• **Dataset entries**:
○ ○ ○ ○ ○

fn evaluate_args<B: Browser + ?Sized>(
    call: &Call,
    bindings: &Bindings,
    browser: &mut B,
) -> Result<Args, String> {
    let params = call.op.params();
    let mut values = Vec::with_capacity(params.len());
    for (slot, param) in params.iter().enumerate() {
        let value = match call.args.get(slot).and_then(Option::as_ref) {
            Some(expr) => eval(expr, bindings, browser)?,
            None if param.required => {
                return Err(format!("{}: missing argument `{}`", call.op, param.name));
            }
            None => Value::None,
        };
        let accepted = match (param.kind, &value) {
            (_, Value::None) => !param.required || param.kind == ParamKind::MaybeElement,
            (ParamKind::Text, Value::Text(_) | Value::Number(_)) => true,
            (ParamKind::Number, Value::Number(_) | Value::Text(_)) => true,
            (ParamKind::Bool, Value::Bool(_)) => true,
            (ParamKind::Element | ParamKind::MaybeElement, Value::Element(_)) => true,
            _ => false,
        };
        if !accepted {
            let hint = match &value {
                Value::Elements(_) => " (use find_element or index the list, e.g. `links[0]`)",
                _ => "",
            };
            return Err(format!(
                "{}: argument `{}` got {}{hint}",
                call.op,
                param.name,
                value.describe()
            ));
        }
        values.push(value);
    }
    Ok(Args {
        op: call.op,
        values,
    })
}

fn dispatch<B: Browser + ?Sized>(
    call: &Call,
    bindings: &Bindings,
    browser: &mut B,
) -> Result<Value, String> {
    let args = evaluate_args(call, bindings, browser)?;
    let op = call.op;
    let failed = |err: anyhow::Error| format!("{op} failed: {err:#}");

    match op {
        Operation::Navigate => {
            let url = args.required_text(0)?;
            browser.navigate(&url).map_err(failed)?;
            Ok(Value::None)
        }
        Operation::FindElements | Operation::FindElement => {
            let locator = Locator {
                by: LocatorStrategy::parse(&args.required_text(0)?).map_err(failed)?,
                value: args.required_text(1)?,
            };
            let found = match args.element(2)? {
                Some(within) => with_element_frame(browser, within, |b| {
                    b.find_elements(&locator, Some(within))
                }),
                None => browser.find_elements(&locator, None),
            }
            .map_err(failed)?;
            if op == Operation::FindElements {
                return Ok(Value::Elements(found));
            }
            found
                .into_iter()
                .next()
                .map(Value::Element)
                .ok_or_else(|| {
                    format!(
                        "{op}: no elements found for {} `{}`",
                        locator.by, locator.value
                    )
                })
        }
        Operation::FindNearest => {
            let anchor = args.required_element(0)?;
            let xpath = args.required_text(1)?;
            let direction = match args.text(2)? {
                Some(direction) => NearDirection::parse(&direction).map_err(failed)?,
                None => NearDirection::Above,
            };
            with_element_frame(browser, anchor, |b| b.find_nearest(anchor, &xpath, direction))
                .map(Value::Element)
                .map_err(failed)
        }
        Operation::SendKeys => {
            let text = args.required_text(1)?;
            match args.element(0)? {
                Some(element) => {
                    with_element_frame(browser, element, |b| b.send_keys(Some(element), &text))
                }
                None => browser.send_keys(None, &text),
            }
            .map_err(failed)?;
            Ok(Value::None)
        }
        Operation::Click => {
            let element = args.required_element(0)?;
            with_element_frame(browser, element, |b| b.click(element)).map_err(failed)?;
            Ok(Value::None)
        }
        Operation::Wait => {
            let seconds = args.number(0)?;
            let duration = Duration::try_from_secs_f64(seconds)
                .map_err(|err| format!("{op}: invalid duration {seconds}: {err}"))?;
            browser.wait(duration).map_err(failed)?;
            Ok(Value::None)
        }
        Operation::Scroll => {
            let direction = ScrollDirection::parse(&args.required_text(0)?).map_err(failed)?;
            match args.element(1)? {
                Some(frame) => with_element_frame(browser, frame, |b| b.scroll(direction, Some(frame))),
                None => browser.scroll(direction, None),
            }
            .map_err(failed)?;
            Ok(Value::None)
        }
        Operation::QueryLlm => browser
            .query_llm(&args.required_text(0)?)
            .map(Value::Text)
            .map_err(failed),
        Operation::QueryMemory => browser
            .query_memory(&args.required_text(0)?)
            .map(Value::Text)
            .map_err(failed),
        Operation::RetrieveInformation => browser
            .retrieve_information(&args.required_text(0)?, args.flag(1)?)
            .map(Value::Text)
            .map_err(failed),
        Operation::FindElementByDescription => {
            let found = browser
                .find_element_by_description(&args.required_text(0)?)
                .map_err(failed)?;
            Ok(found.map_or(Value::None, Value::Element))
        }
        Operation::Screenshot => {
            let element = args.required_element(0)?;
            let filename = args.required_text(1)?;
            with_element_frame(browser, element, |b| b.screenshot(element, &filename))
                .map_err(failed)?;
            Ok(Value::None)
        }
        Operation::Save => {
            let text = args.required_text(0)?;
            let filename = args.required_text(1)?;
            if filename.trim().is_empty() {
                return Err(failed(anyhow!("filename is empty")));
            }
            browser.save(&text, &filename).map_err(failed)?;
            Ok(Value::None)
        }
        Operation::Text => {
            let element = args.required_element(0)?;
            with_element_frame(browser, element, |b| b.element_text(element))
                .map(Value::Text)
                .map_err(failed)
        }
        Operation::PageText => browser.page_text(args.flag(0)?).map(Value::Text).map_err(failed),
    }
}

○ ○ ○ ○ ○

Retype only the lines above between the line with "(ParamKind::Bool, Value::Bool(_)) =>" and the line with "Operation::FindElements | Operation::FindElement", counting those two lines as well, and keep every character as it is.

• **Exercise output**:
            (ParamKind::Bool, Value::Bool(_)) => true,
            (ParamKind::Element | ParamKind::MaybeElement, Value::Element(_)) => true,
            _ => false,
        };
        if !accepted {
            let hint = match &value {
                Value::Elements(_) => " (use find_element or index the list, e.g. `links[0]`)",
                _ => "",
            };
            return Err(format!(
                "{}: argument `{}` got {}{hint}",
                call.op,
                param.name,
                value.describe()
            ));
        }
        values.push(value);
    }
    Ok(Args {
        op: call.op,
        values,
    })
}

fn dispatch<B: Browser + ?Sized>(
    call: &Call,
    bindings: &Bindings,
    browser: &mut B,
) -> Result<Value, String> {
    let args = evaluate_args(call, bindings, browser)?;
    let op = call.op;
    let failed = |err: anyhow::Error| format!("{op} failed: {err:#}");

    match op {
        Operation::Navigate => {
            let url = args.required_text(0)?;
            browser.navigate(&url).map_err(failed)?;
            Ok(Value::None)
        }
        Operation::FindElements | Operation::FindElement => {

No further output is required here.